C. Liu, W. Wu, T. Chen, L. Fang, M. Sun, R. Wu, Z. Liu, Shanghai Tenth People's Hospital, Tongji University, Department of Gastroenterology, Shanghai, China

Background

Patients with inflammatory bowel disease (IBD) often have anemia which is recognized as a complication. Divalent metal-ion transporter 1 (DMT1) and ferroportin 1 (Fpn1) have been reported to play important roles in the hemogenesis. In this study, we aimed to investigate the potential role of DMT1 and Fpn1 in the pathogenesis of anemia.

Methods

We performed a retrospective study including 71 patients with Crohn's disease (CD), 31 patients with ulcerative colitis (UC), and 30 healthy age-matched healthy donors. Hemoglobin (Hb), serum iron, ferritin, transferrin, transferrin receptor, total iron binding capacity, folic acid, vitamin B12, erythropoietin (Epo) and C-reactive protein (CRP) were detected, and expressions of DMT1 and Fpn1 in inflamed mucosa of IBD patients or normal controls were determined by quantitative real-time polymerase chain reaction and immunohistochemistry.

Results

In 102 patients with IBD, 87.71% of patients in CD and 68.70% in UC had anemia. The levels of serum iron in IBD patients with anemia were significantly lower than controls (P < 0.05). Serum iron showed a significant correlation with levels of Hb in both CD and UC patients (P < 0.05). However, the concentrations of folate and vitamin B12 were not related with Hb in this kind of anemia.
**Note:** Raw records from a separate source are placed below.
//! Problem and candidate metadata as handed over by a source provider, and
//! the resource limits derived from them.

use serde::{Deserialize, Serialize};

use crate::core::types::ResourceLimits;
use crate::error::EngineResult;
use crate::job::{ExecutionSettings, Job};
use crate::lang::LanguageRegistry;

#[derive(Debug, Clone, PartialEq, Serialize, Deserialize)]
pub struct ProblemSpec {
    /// Short problem code, e.g. `1843C`.
    pub code: String,
    pub reference_source: String,
    /// Language id or alias of the reference solution.
    pub language: String,
    /// Nominal time limit before language multipliers.
    pub time_limit_ms: u64,
    pub memory_limit_mb: u64,
    /// Generator id in the generator registry.
    pub generator: String,
}

#[derive(Debug, Clone, PartialEq, Serialize, Deserialize)]
pub struct CandidateSpec {
    pub id: String,
    pub source: String,
    pub language: String,
    /// Extra allowance on top of the language multiplier.
    #[serde(default = "default_time_multiplier")]
    pub time_multiplier: f64,
    /// Overrides the problem's memory limit when set.
    #[serde(default)]
    pub memory_limit_mb: Option<u64>,
}

fn default_time_multiplier() -> f64 {
    1.0
}

impl ProblemSpec {
    pub fn nominal_limits(&self) -> EngineResult<ResourceLimits> {
        ResourceLimits::from_millis_and_mb(self.time_limit_ms, self.memory_limit_mb)
    }

    /// Nominal limits scaled by the reference language's multipliers.
    pub fn reference_limits(&self, registry: &LanguageRegistry) -> EngineResult<ResourceLimits> {
        let language = registry.lookup(&self.language)?;
        self.nominal_limits()?
            .scaled(language.time_multiplier, language.memory_multiplier)
    }

    pub fn reference_job(
        &self,
        registry: &LanguageRegistry,
        settings: &ExecutionSettings,
    ) -> EngineResult<Job> {
        Ok(Job::new(
            "reference",
            self.language.clone(),
            self.reference_source.clone(),
            self.reference_limits(registry)?,
            settings.clone(),
        ))
    }
}

impl CandidateSpec {
    /// `time = problem × language × candidate`; memory is the candidate's
    /// own limit (or the problem's) × the language memory multiplier.
    pub fn limits(
        &self,
        problem: &ProblemSpec,
        registry: &LanguageRegistry,
    ) -> EngineResult<ResourceLimits> {
        let language = registry.lookup(&self.language)?;
        let memory_mb = self.memory_limit_mb.unwrap_or(problem.memory_limit_mb);
        ResourceLimits::from_millis_and_mb(problem.time_limit_ms, memory_mb)?.scaled(
            language.time_multiplier * self.time_multiplier,
            language.memory_multiplier,
        )
    }

    pub fn job(
        &self,
        problem: &ProblemSpec,
        registry: &LanguageRegistry,
        settings: &ExecutionSettings,
    ) -> EngineResult<Job> {
        Ok(Job::new(
            self.id.clone(),
            self.language.clone(),
            self.source.clone(),
            self.limits(problem, registry)?,
            settings.clone(),
        ))
    }
}
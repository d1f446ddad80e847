//! Stable exit codes for `hack` CLI commands.

/// Command succeeded and no candidate was hacked.
pub const OK: i32 = 0;
/// Invalid config, manifest or arguments, or any other plumbing failure.
pub const INVALID: i32 = 1;
/// At least one candidate produced a rejected answer.
pub const HACKED: i32 = 2;
/// No candidate was hacked, but at least one run ended in an execution error.
pub const EXEC_ERROR: i32 = 3;
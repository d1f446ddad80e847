//! Argument-vector command templates.
//!
//! Each argument is rendered independently with minijinja, so a path that
//! contains spaces stays a single argument and no shell is involved. Unknown
//! placeholders are errors.

use std::collections::BTreeMap;
use std::path::Path;

use minijinja::{Environment, UndefinedBehavior};
use serde::{Deserialize, Serialize};

use crate::error::{EngineError, EngineResult};

#[derive(Debug, Clone, Default, PartialEq, Eq, Serialize, Deserialize)]
#[serde(transparent)]
pub struct CommandTemplate(Vec<String>);

impl CommandTemplate {
    pub fn new<I, S>(args: I) -> Self
    where
        I: IntoIterator<Item = S>,
        S: Into<String>,
    {
        Self(args.into_iter().map(Into::into).collect())
    }

    pub fn args(&self) -> &[String] {
        &self.0
    }

    pub fn is_empty(&self) -> bool {
        self.0.is_empty() || self.0[0].trim().is_empty()
    }

    pub fn render(&self, vars: &TemplateVars) -> EngineResult<Vec<String>> {
        if self.is_empty() {
            return Err(EngineError::Template("empty command".to_string()));
        }
        let mut env = Environment::new();
        env.set_undefined_behavior(UndefinedBehavior::Strict);
        self.0
            .iter()
            .map(|arg| {
                env.render_str(arg, &vars.0)
                    .map_err(|e| EngineError::Template(format!("{arg:?}: {e}")))
            })
            .collect()
    }
}

/// Named values available to a [`CommandTemplate`].
#[derive(Debug, Clone, Default)]
pub struct TemplateVars(BTreeMap<&'static str, String>);

impl TemplateVars {
    pub fn new() -> Self {
        Self::default()
    }

    pub fn with(mut self, name: &'static str, value: impl Into<String>) -> Self {
        self.0.insert(name, value.into());
        self
    }

    pub fn with_path(self, name: &'static str, path: &Path) -> Self {
        self.with(name, path.to_string_lossy().to_string())
    }
}

#[cfg(test)]
mod tests {
    use super::*;

    #[test]
    fn renders_each_argument_separately() {
        let template = CommandTemplate::new(["g++", "-o", "{{ executable }}", "{{ source }}"]);
        let vars = TemplateVars::new()
            .with("executable", "/tmp/a b/solution")
            .with("source", "/tmp/a b/solution.cpp");
        let argv = template.render(&vars).expect("render");
        assert_eq!(
            argv,
            vec!["g++", "-o", "/tmp/a b/solution", "/tmp/a b/solution.cpp"]
        );
    }

    #[test]
    fn unknown_placeholder_is_an_error() {
        let template = CommandTemplate::new(["run", "{{ missing }}"]);
        let err = template.render(&TemplateVars::new()).expect_err("strict");
        assert!(matches!(err, EngineError::Template(_)));
    }

    #[test]
    fn empty_template_is_rejected() {
        assert!(CommandTemplate::default().render(&TemplateVars::new()).is_err());
    }
}
use std::collections::BTreeMap;

use crate::error::{EngineError, EngineResult};
use crate::generator::{AlphaGenerator, BetaGenerator, Generator, PermutationGenerator};

type Constructor = Box<dyn Fn() -> Box<dyn Generator> + Send + Sync>;

/// Explicit map from generator id to constructor, populated once at startup.
#[derive(Default)]
pub struct GeneratorRegistry {
    entries: BTreeMap<String, Constructor>,
}

impl std::fmt::Debug for GeneratorRegistry {
    fn fmt(&self, f: &mut std::fmt::Formatter<'_>) -> std::fmt::Result {
        f.debug_set().entries(self.entries.keys()).finish()
    }
}

impl GeneratorRegistry {
    pub fn empty() -> Self {
        Self::default()
    }

    pub fn with_builtins() -> Self {
        let mut registry = Self::empty();
        registry.register("alpha", || Box::new(AlphaGenerator::default()));
        registry.register("beta", || Box::new(BetaGenerator::default()));
        registry.register("permutation", || Box::new(PermutationGenerator::default()));
        registry
    }

    /// Register `constructor` under `id`, replacing any previous entry.
    pub fn register<F>(&mut self, id: &str, constructor: F)
    where
        F: Fn() -> Box<dyn Generator> + Send + Sync + 'static,
    {
        self.entries.insert(normalize(id), Box::new(constructor));
    }

    /// Build a fresh generator. Ids are case-insensitive and accept a
    /// trailing `Generator`, so `AlphaGenerator` names `alpha`.
    pub fn create(&self, id: &str) -> EngineResult<Box<dyn Generator>> {
        self.entries
            .get(&normalize(id))
            .map(|constructor| constructor())
            .ok_or_else(|| EngineError::UnknownGenerator(id.to_string()))
    }

    pub fn contains(&self, id: &str) -> bool {
        self.entries.contains_key(&normalize(id))
    }

    pub fn ids(&self) -> impl Iterator<Item = &str> {
        self.entries.keys().map(String::as_str)
    }
}

fn normalize(id: &str) -> String {
    let lower = id.trim().to_ascii_lowercase();
    match lower.strip_suffix("generator") {
        Some(stem) if !stem.is_empty() => stem.to_string(),
        _ => lower,
    }
}
//! Ahead-of-time compiled languages (C, C++ and friends).

use std::path::PathBuf;

use tracing::{debug, instrument};

use crate::core::types::ProcessResult;
use crate::error::{EngineError, EngineResult};
use crate::io::process::execute;
use crate::lang::{
    Artifact, LanguageDescriptor, Strategy, StrategyEnv, check_build, remove_files, write_source,
};
use crate::template::TemplateVars;

const EXECUTABLE_NAME: &str = "solution.bin";

pub struct NativeStrategy {
    descriptor: LanguageDescriptor,
    env: StrategyEnv,
    source_path: Option<PathBuf>,
    artifact: Option<Artifact>,
}

impl NativeStrategy {
    pub fn new(descriptor: LanguageDescriptor, env: StrategyEnv) -> Self {
        Self {
            descriptor,
            env,
            source_path: None,
            artifact: None,
        }
    }

    fn vars(&self, source: &std::path::Path) -> TemplateVars {
        self.env
            .base_vars(source)
            .with_path("executable", &self.env.workdir.join(EXECUTABLE_NAME))
    }
}

impl Strategy for NativeStrategy {
    #[instrument(skip_all, fields(language = %self.descriptor.id))]
    fn prepare(&mut self, source: &str) -> EngineResult<Artifact> {
        let source_path = write_source(&self.descriptor, &self.env, source)?;
        self.source_path = Some(source_path.clone());

        let build = self
            .descriptor
            .build
            .as_ref()
            .ok_or_else(|| EngineError::Template("missing build command".to_string()))?;
        let argv = build.render(&self.vars(&source_path))?;
        debug!(?argv, "building native executable");
        check_build(&execute(&self.env.build_request(argv), None))?;

        let executable = self.env.workdir.join(EXECUTABLE_NAME);
        if !executable.is_file() {
            return Err(EngineError::Build {
                message: format!("build produced no executable at {}", executable.display()),
                stderr: String::new(),
            });
        }
        let artifact = Artifact::Executable(executable);
        self.artifact = Some(artifact.clone());
        Ok(artifact)
    }

    fn run(&self, stdin: &str) -> EngineResult<ProcessResult> {
        let (Some(source_path), Some(Artifact::Executable(_))) = (&self.source_path, &self.artifact)
        else {
            return Err(EngineError::NotReady {
                state: "unbuilt".to_string(),
            });
        };
        let argv = self.descriptor.run.render(&self.vars(source_path))?;
        Ok(execute(&self.env.run_request(argv), Some(stdin.as_bytes())))
    }

    fn purge(&mut self) -> EngineResult<()> {
        let executable = self.env.workdir.join(EXECUTABLE_NAME);
        let mut paths = vec![executable];
        paths.extend(self.source_path.take());
        self.artifact = None;
        remove_files(paths.iter().map(PathBuf::as_path))
    }

    fn artifact(&self) -> Option<&Artifact> {
        self.artifact.as_ref()
    }
}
Furthermore, DMT1 was found to be significantly decreased in the inflamed mucosa of IBD patients, but Fpn1 expression was markedly increased in intestinal tissues compared with normal controls (P < 0.05).

Conclusion

Anemia is commonly seen in IBD patients and mainly caused by lack of serum iron. Decreased expression of DMT1 in intestinal mucosa leads to compromised transfer of iron into intestinal epithelial cells. Thus, this work provides a therapeutic approach in the management of anemia in IBD.